═══ Input data

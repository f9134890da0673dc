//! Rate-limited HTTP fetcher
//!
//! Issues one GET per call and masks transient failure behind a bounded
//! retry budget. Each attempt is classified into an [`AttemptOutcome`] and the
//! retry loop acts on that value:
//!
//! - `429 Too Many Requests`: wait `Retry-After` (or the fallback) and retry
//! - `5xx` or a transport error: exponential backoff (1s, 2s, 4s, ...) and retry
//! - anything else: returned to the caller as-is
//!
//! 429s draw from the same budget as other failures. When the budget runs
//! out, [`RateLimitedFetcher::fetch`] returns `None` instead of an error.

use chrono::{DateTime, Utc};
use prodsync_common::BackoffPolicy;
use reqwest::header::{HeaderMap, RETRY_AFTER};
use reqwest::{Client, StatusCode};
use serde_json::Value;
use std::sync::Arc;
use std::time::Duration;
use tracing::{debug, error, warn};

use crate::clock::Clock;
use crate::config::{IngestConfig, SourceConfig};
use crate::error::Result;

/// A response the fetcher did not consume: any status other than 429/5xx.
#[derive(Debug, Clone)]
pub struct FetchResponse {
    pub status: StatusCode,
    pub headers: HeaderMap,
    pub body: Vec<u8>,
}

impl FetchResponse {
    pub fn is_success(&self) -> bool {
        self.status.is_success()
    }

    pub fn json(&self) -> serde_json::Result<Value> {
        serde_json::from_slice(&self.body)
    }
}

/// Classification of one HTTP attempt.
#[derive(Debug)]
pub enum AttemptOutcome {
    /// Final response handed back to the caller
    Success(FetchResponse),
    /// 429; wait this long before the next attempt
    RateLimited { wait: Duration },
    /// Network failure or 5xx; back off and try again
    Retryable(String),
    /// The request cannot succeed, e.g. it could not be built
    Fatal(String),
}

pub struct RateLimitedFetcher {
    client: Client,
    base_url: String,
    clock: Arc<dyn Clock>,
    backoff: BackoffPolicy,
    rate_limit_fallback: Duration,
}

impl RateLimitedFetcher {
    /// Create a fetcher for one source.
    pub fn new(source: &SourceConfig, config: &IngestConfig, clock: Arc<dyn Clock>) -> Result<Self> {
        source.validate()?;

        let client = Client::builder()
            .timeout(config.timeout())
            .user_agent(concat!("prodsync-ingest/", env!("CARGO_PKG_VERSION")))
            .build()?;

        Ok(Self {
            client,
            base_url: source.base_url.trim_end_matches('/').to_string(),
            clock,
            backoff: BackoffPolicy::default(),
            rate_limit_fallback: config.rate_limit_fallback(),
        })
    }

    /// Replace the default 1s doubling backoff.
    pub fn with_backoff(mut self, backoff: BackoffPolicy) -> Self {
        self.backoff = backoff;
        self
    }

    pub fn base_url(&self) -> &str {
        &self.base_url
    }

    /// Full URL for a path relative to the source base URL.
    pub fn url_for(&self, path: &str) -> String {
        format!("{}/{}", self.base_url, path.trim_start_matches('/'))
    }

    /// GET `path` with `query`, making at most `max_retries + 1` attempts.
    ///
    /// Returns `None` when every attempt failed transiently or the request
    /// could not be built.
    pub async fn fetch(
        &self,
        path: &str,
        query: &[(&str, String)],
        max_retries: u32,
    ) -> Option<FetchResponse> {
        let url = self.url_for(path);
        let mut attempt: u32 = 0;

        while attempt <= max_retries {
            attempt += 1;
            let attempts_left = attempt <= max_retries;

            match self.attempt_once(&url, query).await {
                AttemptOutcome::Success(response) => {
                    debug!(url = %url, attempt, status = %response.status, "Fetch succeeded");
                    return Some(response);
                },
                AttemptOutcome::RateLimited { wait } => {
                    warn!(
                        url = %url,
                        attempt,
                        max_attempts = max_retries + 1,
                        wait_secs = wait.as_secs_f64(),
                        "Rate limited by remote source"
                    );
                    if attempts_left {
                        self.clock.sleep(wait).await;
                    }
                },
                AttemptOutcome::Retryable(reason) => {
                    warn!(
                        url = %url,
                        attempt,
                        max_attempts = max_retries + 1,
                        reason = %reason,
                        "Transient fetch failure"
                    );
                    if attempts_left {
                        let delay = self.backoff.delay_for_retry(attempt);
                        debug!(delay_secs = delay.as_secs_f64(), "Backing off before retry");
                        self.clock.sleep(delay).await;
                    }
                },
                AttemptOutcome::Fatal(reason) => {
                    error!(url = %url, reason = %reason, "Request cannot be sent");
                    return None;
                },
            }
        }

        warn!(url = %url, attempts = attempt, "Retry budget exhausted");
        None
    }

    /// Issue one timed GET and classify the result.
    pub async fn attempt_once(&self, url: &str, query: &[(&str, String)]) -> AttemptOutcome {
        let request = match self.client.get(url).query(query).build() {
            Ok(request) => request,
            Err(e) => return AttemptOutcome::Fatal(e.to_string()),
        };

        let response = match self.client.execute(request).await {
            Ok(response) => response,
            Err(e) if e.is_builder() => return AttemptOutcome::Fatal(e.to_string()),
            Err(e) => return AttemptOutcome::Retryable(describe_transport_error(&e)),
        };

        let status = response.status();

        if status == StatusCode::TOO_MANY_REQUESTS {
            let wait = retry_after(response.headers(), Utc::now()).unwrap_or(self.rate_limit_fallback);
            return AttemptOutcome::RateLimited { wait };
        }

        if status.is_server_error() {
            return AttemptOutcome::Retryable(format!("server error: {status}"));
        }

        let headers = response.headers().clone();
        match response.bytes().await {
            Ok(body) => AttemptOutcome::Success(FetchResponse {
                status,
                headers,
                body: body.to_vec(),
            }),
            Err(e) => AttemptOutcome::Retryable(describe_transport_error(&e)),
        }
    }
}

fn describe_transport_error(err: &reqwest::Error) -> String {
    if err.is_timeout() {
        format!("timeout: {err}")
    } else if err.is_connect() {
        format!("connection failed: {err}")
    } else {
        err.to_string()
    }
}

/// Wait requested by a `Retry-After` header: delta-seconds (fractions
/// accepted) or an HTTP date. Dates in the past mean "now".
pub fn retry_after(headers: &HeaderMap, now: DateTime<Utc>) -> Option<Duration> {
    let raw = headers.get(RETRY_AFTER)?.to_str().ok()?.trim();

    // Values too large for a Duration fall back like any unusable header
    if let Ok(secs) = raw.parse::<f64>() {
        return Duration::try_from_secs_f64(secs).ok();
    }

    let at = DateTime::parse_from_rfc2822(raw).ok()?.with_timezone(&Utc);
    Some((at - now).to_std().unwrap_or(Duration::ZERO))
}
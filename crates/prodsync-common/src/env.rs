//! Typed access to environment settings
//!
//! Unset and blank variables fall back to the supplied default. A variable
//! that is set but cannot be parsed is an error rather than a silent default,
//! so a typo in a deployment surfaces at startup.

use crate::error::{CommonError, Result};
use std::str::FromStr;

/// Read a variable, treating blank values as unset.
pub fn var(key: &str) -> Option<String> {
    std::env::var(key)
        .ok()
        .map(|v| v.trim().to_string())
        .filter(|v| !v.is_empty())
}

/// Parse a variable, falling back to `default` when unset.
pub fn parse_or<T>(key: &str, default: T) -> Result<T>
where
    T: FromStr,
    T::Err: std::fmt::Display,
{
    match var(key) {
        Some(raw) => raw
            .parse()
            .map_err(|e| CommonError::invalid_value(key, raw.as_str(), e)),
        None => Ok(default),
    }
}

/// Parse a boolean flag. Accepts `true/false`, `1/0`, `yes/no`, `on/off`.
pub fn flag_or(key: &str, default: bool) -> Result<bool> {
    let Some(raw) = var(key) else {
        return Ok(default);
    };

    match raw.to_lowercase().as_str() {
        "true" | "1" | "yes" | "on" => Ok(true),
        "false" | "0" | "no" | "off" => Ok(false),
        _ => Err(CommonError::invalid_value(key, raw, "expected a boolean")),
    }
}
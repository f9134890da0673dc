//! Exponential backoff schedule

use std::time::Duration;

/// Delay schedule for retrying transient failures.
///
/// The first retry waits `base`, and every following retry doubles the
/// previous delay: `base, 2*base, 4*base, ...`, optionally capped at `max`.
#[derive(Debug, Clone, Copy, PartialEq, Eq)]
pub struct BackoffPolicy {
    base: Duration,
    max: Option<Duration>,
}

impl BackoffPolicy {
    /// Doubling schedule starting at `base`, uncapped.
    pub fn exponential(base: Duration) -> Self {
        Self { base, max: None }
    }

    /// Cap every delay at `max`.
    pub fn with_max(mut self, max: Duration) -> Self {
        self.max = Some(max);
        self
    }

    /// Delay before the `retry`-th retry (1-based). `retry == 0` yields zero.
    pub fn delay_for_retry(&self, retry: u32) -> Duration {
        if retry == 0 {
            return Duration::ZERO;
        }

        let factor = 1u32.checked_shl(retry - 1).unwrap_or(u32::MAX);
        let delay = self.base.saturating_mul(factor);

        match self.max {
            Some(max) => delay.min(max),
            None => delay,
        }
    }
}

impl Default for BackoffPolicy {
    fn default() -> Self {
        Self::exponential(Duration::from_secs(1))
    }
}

══════

Start at the line containing "self.max = Some(max);" and return each line up to and including the last line of the material.

        self.max = Some(max);
        self
    }

    /// Delay before the `retry`-th retry (1-based). `retry == 0` yields zero.
    pub fn delay_for_retry(&self, retry: u32) -> Duration {
        if retry == 0 {
            return Duration::ZERO;
        }

        let factor = 1u32.checked_shl(retry - 1).unwrap_or(u32::MAX);
        let delay = self.base.saturating_mul(factor);

        match self.max {
            Some(max) => delay.min(max),
            None => delay,
        }
    }
}

impl Default for BackoffPolicy {
    fn default() -> Self {
        Self::exponential(Duration::from_secs(1))
    }
}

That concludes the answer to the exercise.